Clearly a number of questions to answer...
1: Hedging policy...
All SB bookmakers take on at least some exposure. If they didn't, and went away to hedge every single trade, they would make very little in the way of profits. This is for the simple reason that hedging costs money, both in terms of market spread and broker commission.
A bookie hedging/not hedging is a risk-managment decision, rather than a view for or against underlying clients. All sensible bookmaking companies assume that, in the long run, some clients will win and a slightly larger number will lose; what matters is to ensure that any large aggregate position that builds up because of client business is monitored and contained by making hedging trades to keep its size within a preset limit.
This isn't the easiest thing to get across, so let me give an example:
On the daily dow, a company might start the day pretty flat, exposure-wise. The company sees a £10 buyer here, a £50 seller there, etc and will do nothing. If, however, the consensus of client opinion is that today will be an up-day, then clients as a whole will be going long. So, as the day develops, the bookie will go shorter and shorter. Eventually he will go shorter than what policy dictates to be prudent. At this point he will go into the market, buying dow jones futures contracts or, more likely, S&P futures as a hedge. He will buy just enough to bring himself back under his limit. So if the limit is +/-£1000 per point, and client biz takes him short £1100 per point, he will buy just £100 per point-equivalent in the futures market, and see where client biz takes the exposure from there.
There is no discretion about whether or not to hedge, and no notice is taken of which clients have built up the position. Your particular bet may end up getting hedged, or it may not - it's really nothing personal.
Some less intelligent salesmen try to turn hedging policy into some kind of marketing tool - i.e. "we hedge everything, so we want you to win, unlike companies x, y and z". This is a pretty weak argument. Firstly, they are lying about their company policy, at least to some extent. Secondly, if they genuinely are hedging everything you do then they'll have to read the price aggressively against you every time you trade, or they'll make no money (because they're paying away most of the spread they receive from you). Thirdly, bookmakers don't actively cheer on client misfortune. If a client is a nice guy and is clearly a reasonable person, seeing him make money doesn't particularly annoy us (I speak as someone who once saw a particular client take £200,000 out of my book on one particular evening a couple of years ago. We still chat about it when he phones in). If a client is known to be a complete w*nker then we laugh when he loses and wish him extreme malice when he wins. That's human nature. But the personal views of dealers has no effect on the (automated) prices at which a client deals, and most dealers are bright enough to understand that profits or losses at the level of individual clients don't mean anything. Take enough business and the magic of spread/efficient markets will make you plenty of money in the long run.
It is true that some companies hedge more than others. But this isn't because they want to be "on your side", it's because they have unsophisticated risk management systems and therefore can't be relaxed about aggregating and monitoring net client positions.
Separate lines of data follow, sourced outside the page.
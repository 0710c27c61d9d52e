//! Entities doing things

use serde::{Deserialize, Serialize};

use crate::{ecs::*, prelude::*};

/// Things an actor can try to do on its turn.
#[derive(Copy, Clone, Eq, PartialEq, Debug)]
pub enum Action {
    /// Step to an adjacent tile. Bumping into a foe attacks it.
    Move(IVec2),
    /// Attack whatever hostile is on an adjacent tile.
    Attack(IVec2),
    /// Use the stairs underfoot. Controllers leave the direction empty,
    /// validation fills it in from the terrain.
    ClimbStairs(Option<ClimbDirection>),
    Rest,
    /// Pick up an item underfoot, the first portable one if unspecified.
    Pickup(Option<Entity>),
    Drop(Entity),
    Equip(Entity),
    Unequip(Entity),
}

#[derive(
    Copy, Clone, Eq, PartialEq, Hash, Debug, Serialize, Deserialize,
)]
pub enum ClimbDirection {
    Up,
    Down,
}

/// Reasons why an action can't be done right now.
#[derive(Copy, Clone, Eq, PartialEq, Debug, thiserror::Error)]
pub enum Rejection {
    #[error("That's not a direction you can go.")]
    NotADirection,
    #[error("Something is in the way.")]
    Blocked,
    #[error("There's nothing there to attack.")]
    NoTarget,
    #[error("There are no stairs here.")]
    NoStairs,
    #[error("The stairs lead nowhere.")]
    DeadEndStairs,
    #[error("The other end of the stairs is blocked.")]
    StairsBlocked,
    #[error("There's nothing here to pick up.")]
    NothingToPickUp,
    #[error("You can't carry any more.")]
    StorageFull,
    #[error("You aren't carrying that.")]
    NotCarried,
    #[error("That can't be equipped.")]
    NotEquipable,
    #[error("That isn't equipped.")]
    NotEquipped,
    #[error("There's no room to put that away.")]
    NoRoom,
    #[error("You can't do that.")]
    Incapable,
}

impl Action {
    /// Energy spent by doing the action.
    pub fn cost(&self) -> i32 {
        use Action::*;
        match self {
            Attack(_) | Move(_) | Rest | Pickup(_) | Drop(_) => 100,
            ClimbStairs(_) | Equip(_) | Unequip(_) => 150,
        }
    }
}

fn unit_step(dir: IVec2) -> Result<IVec2, Rejection> {
    if dir.is_adjacent() {
        Ok(dir)
    } else {
        Err(Rejection::NotADirection)
    }
}

impl Entity {
    /// Check an action against the current state of the world.
    ///
    /// The returned action is the one that should be executed. It can
    /// differ from the requested one, moving into a foe becomes an attack
    /// and climbing learns which way the stairs go.
    pub fn validate(
        &self,
        r: &impl AsRef<Runtime>,
        action: Action,
    ) -> Result<Action, Rejection> {
        use Action::*;
        use Rejection::*;
        let r = r.as_ref();

        if action == Rest {
            return Ok(Rest);
        }

        let Some(place) = self.place(r) else {
            return Err(Incapable);
        };

        match action {
            Rest => Ok(Rest),
            Move(dir) => {
                let dir = unit_step(dir)?;
                let dest = Place::new(place.level, place.pos + dir);
                if self.hostile_at(r, dest).is_some() {
                    Ok(Attack(dir))
                } else if r.travelable(dest.level, dest.pos) {
                    Ok(Move(dir))
                } else {
                    Err(Blocked)
                }
            }
            Attack(dir) => {
                let dir = unit_step(dir)?;
                let dest = Place::new(place.level, place.pos + dir);
                self.hostile_at(r, dest).ok_or(NoTarget)?;
                Ok(Attack(dir))
            }
            ClimbStairs(_) => {
                let level = r.level(place.level);
                let dir =
                    level.terrain_at(place.pos).climb_direction().ok_or(NoStairs)?;
                let other = match dir {
                    ClimbDirection::Up => level.previous(),
                    ClimbDirection::Down => level.next(),
                }
                .ok_or(DeadEndStairs)?;
                if !r.travelable(other, place.pos) {
                    return Err(StairsBlocked);
                }
                Ok(ClimbStairs(Some(dir)))
            }
            Pickup(item) => {
                let full = self
                    .with(r, |s: &Storage| s.is_full())
                    .ok_or(Incapable)?;
                let is_candidate = |e: &Entity| *e != *self && e.is_portable(r);
                let occupants = r.level(place.level).occupants(place.pos);
                let item = match item {
                    Some(item) => occupants
                        .iter()
                        .copied()
                        .find(|e| *e == item && is_candidate(e)),
                    None => occupants.iter().copied().find(is_candidate),
                }
                .ok_or(NothingToPickUp)?;
                if full {
                    return Err(StorageFull);
                }
                Ok(Pickup(Some(item)))
            }
            Drop(item) => {
                if !self.is_carrying(r, item) {
                    return Err(NotCarried);
                }
                Ok(Drop(item))
            }
            Equip(item) => {
                if !self.is_carrying(r, item) {
                    return Err(NotCarried);
                }
                if !item.has::<Equipable>(r) {
                    return Err(NotEquipable);
                }
                if !self.has::<Equipment>(r) {
                    return Err(Incapable);
                }
                Ok(Equip(item))
            }
            Unequip(item) => {
                self.with(r, |e: &Equipment| e.slot_of(item))
                    .flatten()
                    .ok_or(NotEquipped)?;
                let full = self
                    .with(r, |s: &Storage| s.is_full())
                    .ok_or(Incapable)?;
                if full {
                    return Err(NoRoom);
                }
                Ok(Unequip(item))
            }
        }
    }

    /// Carry out a validated action.
    pub fn execute(&self, r: &mut impl AsMut<Runtime>, action: Action) {
        use Action::*;
        let r = r.as_mut();

        match action {
            Move(dir) => {
                if let Some(pos) = self.pos(r) {
                    r.move_entity_within(*self, pos + dir);
                }
            }
            Attack(dir) => {
                let Some(place) = self.place(r) else { return };
                let dest = Place::new(place.level, place.pos + dir);
                if let Some(foe) = self.hostile_at(r, dest) {
                    self.attack(r, foe);
                }
            }
            ClimbStairs(Some(dir)) => self.climb(r, dir),
            ClimbStairs(None) | Pickup(None) | Rest => {}
            Pickup(Some(item)) => self.pick_up(r, item),
            Drop(item) => self.drop_item(r, item),
            Equip(item) => self.equip(r, item),
            Unequip(item) => self.unequip(r, item),
        }
    }

    fn climb(&self, r: &mut Runtime, dir: ClimbDirection) {
        let Some(place) = self.place(r) else { return };
        let level = r.level(place.level);
        let terrain = level.terrain_at(place.pos);
        let (other, word) = match dir {
            ClimbDirection::Up => (level.previous(), "up"),
            ClimbDirection::Down => (level.next(), "down"),
        };
        let Some(other) = other else { return };

        let text = format!(
            "The {} goes {word} the {}.",
            self.name(r),
            terrain.name()
        );
        r.log_local(*self, place, text);

        r.remove_entity(*self);
        r.put_entity(other, *self, place.pos);
        log::debug!("{self} moved to {other}");
        r.request_resync();
    }
}

#[cfg(test)]
mod test {
    use pretty_assertions::assert_eq;

    use super::*;
    use crate::{mapgen::from_ascii, prototypes, Controller, EquipmentSlot};

    fn runtime() -> Runtime {
        Runtime::from_levels(vec![
            from_ascii(
                "
                ######
                #<..>#
                ######",
            )
            .unwrap(),
            from_ascii(
                "
                ######
                #...<#
                ######",
            )
            .unwrap(),
        ])
    }

    fn human_at(r: &mut Runtime, level: usize, x: i32) -> Entity {
        let e = prototypes::human(r, Controller::Input, 5).unwrap();
        r.put_entity(LevelId(level), e, ivec2(x, 1));
        e
    }

    fn goblin_at(r: &mut Runtime, level: usize, x: i32) -> Entity {
        let e = prototypes::goblin(r, 5).unwrap();
        r.put_entity(LevelId(level), e, ivec2(x, 1));
        e
    }

    #[test]
    fn costs() {
        assert_eq!(Action::Move(ivec2(1, 0)).cost(), 100);
        assert_eq!(Action::Rest.cost(), 100);
        assert_eq!(Action::ClimbStairs(None).cost(), 150);
        assert_eq!(Action::Equip(Entity(1)).cost(), 150);
    }

    #[test]
    fn bumping() {
        let mut r = runtime();
        let human = human_at(&mut r, 0, 2);
        let goblin = goblin_at(&mut r, 0, 3);
        let other = goblin_at(&mut r, 0, 4);

        let east = ivec2(1, 0);
        assert_eq!(human.validate(&r, Action::Move(east)), Ok(Action::Attack(east)));
        assert_eq!(
            human.validate(&r, Action::Move(-east)),
            Ok(Action::Move(-east))
        );
        assert_eq!(
            human.validate(&r, Action::Move(ivec2(0, 1))),
            Err(Rejection::Blocked)
        );
        assert_eq!(
            human.validate(&r, Action::Move(ivec2(2, 0))),
            Err(Rejection::NotADirection)
        );
        assert_eq!(
            human.validate(&r, Action::Attack(-east)),
            Err(Rejection::NoTarget)
        );

        // No fighting among friends.
        assert_eq!(goblin.validate(&r, Action::Move(east)), Err(Rejection::Blocked));
        assert_eq!(other.validate(&r, Action::Attack(-east)), Err(Rejection::NoTarget));
    }

    #[test]
    fn stairs() {
        let mut r = runtime();
        let human = human_at(&mut r, 0, 4);
        let climb = Action::ClimbStairs(None);

        let down = human.validate(&r, climb).unwrap();
        assert_eq!(down, Action::ClimbStairs(Some(ClimbDirection::Down)));
        human.execute(&mut r, down);
        assert_eq!(human.place(&r), Some(Place::new(LevelId(1), ivec2(4, 1))));
        assert!(r.level(LevelId(0)).entities_at(ivec2(4, 1)).is_empty());

        let up = human.validate(&r, climb).unwrap();
        assert_eq!(up, Action::ClimbStairs(Some(ClimbDirection::Up)));

        // Someone waits at the top.
        let goblin = goblin_at(&mut r, 0, 4);
        assert_eq!(human.validate(&r, climb), Err(Rejection::StairsBlocked));
        r.remove_entity(goblin);

        human.execute(&mut r, up);
        r.move_entity_within(human, ivec2(1, 1));
        assert_eq!(human.validate(&r, climb), Err(Rejection::DeadEndStairs));
        r.move_entity_within(human, ivec2(2, 1));
        assert_eq!(human.validate(&r, climb), Err(Rejection::NoStairs));
    }

    #[test]
    fn items() {
        let mut r = runtime();
        let human = human_at(&mut r, 0, 2);
        let trinket = prototypes::trinket(&mut r);

        assert_eq!(
            human.validate(&r, Action::Pickup(None)),
            Err(Rejection::NothingToPickUp)
        );
        r.put_entity(LevelId(0), trinket, ivec2(2, 1));
        let pickup = human.validate(&r, Action::Pickup(None)).unwrap();
        assert_eq!(pickup, Action::Pickup(Some(trinket)));
        human.execute(&mut r, pickup);
        assert_eq!(human.inventory(&r), vec![trinket]);
        assert!(trinket.place(&r).is_none());

        let equip = human.validate(&r, Action::Equip(trinket)).unwrap();
        human.execute(&mut r, equip);
        assert_eq!(human.equipped(&r, EquipmentSlot::Amulet), Some(trinket));
        assert!(human.inventory(&r).is_empty());
        assert_eq!(
            human.validate(&r, Action::Drop(trinket)),
            Err(Rejection::NotCarried)
        );

        let unequip = human.validate(&r, Action::Unequip(trinket)).unwrap();
        human.execute(&mut r, unequip);
        assert_eq!(human.equipped(&r, EquipmentSlot::Amulet), None);
        assert_eq!(
            human.validate(&r, Action::Unequip(trinket)),
            Err(Rejection::NotEquipped)
        );

        r.move_entity_within(human, ivec2(3, 1));
        let drop = human.validate(&r, Action::Drop(trinket)).unwrap();
        human.execute(&mut r, drop);
        assert!(human.inventory(&r).is_empty());
        assert_eq!(trinket.place(&r), Some(Place::new(LevelId(0), ivec2(3, 1))));

        // Creatures can't be picked up.
        let goblin = goblin_at(&mut r, 0, 2);
        assert!(!goblin.is_portable(&r));
        assert_eq!(
            human.validate(&r, Action::Pickup(Some(goblin))),
            Err(Rejection::NothingToPickUp)
        );
    }

    #[test]
    fn full_storage() {
        let mut r = runtime();
        let human = human_at(&mut r, 0, 2);
        human.detach::<Storage>(&mut r);
        assert!(human.attach(&mut r, Storage::new(0)));
        let trinket = prototypes::trinket(&mut r);
        r.put_entity(LevelId(0), trinket, ivec2(2, 1));
        assert_eq!(
            human.validate(&r, Action::Pickup(Some(trinket))),
            Err(Rejection::StorageFull)
        );

        let goblin = goblin_at(&mut r, 0, 3);
        assert_eq!(
            goblin.validate(&r, Action::Pickup(None)),
            Err(Rejection::Incapable)
        );
    }
}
It's difficult to know individual hedging policies for sure, but I'd put CMC and IG towards the "not hedging" end of the spectrum, and City and Cantor towards the "hedge it all" end. But don't take my opinion as gospel.
2: Arbers
I think someone else correctly answered this one. We don't like arbers because, in the long run, they always win and the bookmaking industry always loses. No company is so arrogant as to believe that the spread they make is always correct, and that they are always going to end up on the right side of an arb. It's a straightforward transfer of wealth from the two bookmakers involved to the arber. In the long run each bookmaker will end up wearing half the loss.
3: Spreads on US shares
Again, already answered correctly. I don't think the company involved would have widened the spread out of malice - that's bad for business and, apart from that, is labour intensive. Most dealers would rather all trades went through automatically, as it involves less work. It's probable that you were dealing in a size too big for the order book at that moment. It's the same reasoning as that behind not quoting dailies round the cash - if we can't deal at a certain level, it's daft to let clients do it.
4: Arbing binaries against Betfair prices
Possible, but don't forget that betfair take 4% out of you if you win, so it's difficult to create a robust arb.
5: Who I work for
No great secret, as I did reveal it in response to clearly libellous posting by another user (since edited by the moderator). But I'd prefer not to talk about my company. For what it's worth I think we're about as honest/respectable as they come (not saying much in the world of bookmaking, perhaps). But there will be inevitably be people out there who've had problems with us and I'd prefer not to waste everyone's time in slanging matches over long-dead disputes.